The radio industry’s efforts to carve out space for itself on mobile phones took some big strides foward this summer. In late July, AT&T announced that it would seek to enable FM reception capability in the Android devices it offers. This month, after a NextRadio-led Twitterstorm, T-Mobile declared it would do the same.

This is an important milestone for the NextRadio effort: three of the four major wireless providers in the United States have embraced the notion that terrestrial radio should be part of the media mix on mobile platforms. It will be interesting to see how long Verizon, the #1 carrier in the country, decides to hold out on offering FM radio as a feature in its phones. That it took until 2015 for this to happen is testament to the gatekeeping-power of the wireless oligopoly in the United States.

NextRadio has been downloaded more than three million times and points to the fact that the time people spend listening to FM radio through the app is on the rise. With more mobile phones enabled for FM reception, we should expect to see both NextRadio downloads and time spent listening also increase pretty significantly.

Of course, there are some caveats. The device-manufacturers themselves must follow through on AT&T and T-Mobile’s requests, but there is no reason to see why they won’t. FM reception capability is pretty much standard in Europe, where the exact same phone models are sold. Most mobile devices have an integrated chip onboard that has WiFi, Bluetooth, and FM reception capabilities bundled together; enabling the FM functionality for many Android devices is as uncomplicated as updating their firmware. This should begin to happen with AT&T and T-Mobile devices as of next year.

But not all devices are hard-wired in such a way as to simply turn on FM. This is apparently the case with Apple’s iDevices (save the iPod Nano). And AM stations remain cut out of the mobile migration, unless they also simulcast on an FM translator. HD Radio reception is also not in the mix, but this is more due to the fact that a workable and cost-efficient mobile chipset for HD reception is still under development (though Emmis, the parent of NextRadio, is also well-invested in HD development).

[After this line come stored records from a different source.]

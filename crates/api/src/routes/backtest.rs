use axum::{
    extract::State,
    routing::{get, post},
    Json, Router,
};
use serde::Deserialize;

use ::backtest::{Backtest, BacktestResult, StrategyDefinition};
use common::Error;

use crate::{ApiResult, AppState};

pub fn router() -> Router<AppState> {
    Router::new()
        .route("/api/strategies", get(list_strategies))
        .route("/api/backtest", post(run_backtest))
}

async fn list_strategies(State(state): State<AppState>) -> Json<Vec<StrategyDefinition>> {
    Json(state.strategies.list().to_vec())
}

/// Exactly one of `strategy_id` (library lookup) or `strategy` (inline
/// definition) must be given.
#[derive(Deserialize)]
struct BacktestRequest {
    symbol: String,
    strategy_id: Option<String>,
    strategy: Option<StrategyDefinition>,
    initial_capital: f64,
}

async fn run_backtest(
    State(state): State<AppState>,
    Json(req): Json<BacktestRequest>,
) -> ApiResult<Json<BacktestResult>> {
    let definition = match (req.strategy_id, req.strategy) {
        (Some(id), None) => state
            .strategies
            .get(&id)
            .cloned()
            .ok_or(Error::NotFound {
                entity: "strategy",
                id,
            })?,
        (None, Some(definition)) => definition,
        _ => {
            return Err(Error::Validation(
                "exactly one of 'strategy_id' or 'strategy' is required".into(),
            )
            .into())
        }
    };
    let strategy = definition.compile()?;

    let bars = state.market.series(&req.symbol).await?;
    if bars.is_empty() {
        return Err(Error::NotFound {
            entity: "price history",
            id: req.symbol,
        }
        .into());
    }

    let backtest = Backtest::new(bars, strategy, req.initial_capital)?;
    // Bar-by-bar replay is CPU bound
    let result = tokio::task::spawn_blocking(move || backtest.run())
        .await
        .map_err(|e| Error::Other(format!("backtest task failed: {e}")))?;
    Ok(Json(result))
}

One thing that hasn’t been disclosed is whether or not AT&T or T-Mobile are being compensated in some way by NextRadio and/or the broadcast industry for adopting FM on their devices. It took a $45 million enticement from the radio industry before Sprint agreed to blaze the trail of FM adoption. That deal also includes a revenue-sharing component on advertisements served up through the NextRadio app on Sprint devices.

Some trade publications call AT&T’s adoption a “deal,” but that could mean something or nothing. Relative to the income they make on wireless device sales and service plans, a revenue-sharing deal with NextRadio would be chicken feed, but the wireless oligopoly’s greedy and hubristic enough to ask for a cut if there’s precedent for it.

The NextRadio app still does not provide the capability to switch between a station’s over-the-air FM signal and their online stream — nor is it likely to do so because of the legal can of worms it would open up involving copyright distinctions between airplay and streaming royalties and how to calcuate them. That’s kind of sad because being able to continue to listen to a particular station once you leave its FM coverage area might do a lot for increasing time spent listening.

Many pundits say that the NextRadio initiative is too little too late, or say the application’s import pales in comparison to the numbers other streaming-based apps like iHeartRadio, Pandora, and Spotify have racked up. That’s somewhat of an apples-to-oranges comparison now because NextRadio’s audio content emanates from an exclusive garden (the FM dial). The real question is whether or not that garden can be made vibrant and compelling enough to reverse the long trend of declining engagement with radio, especially among the younger generations.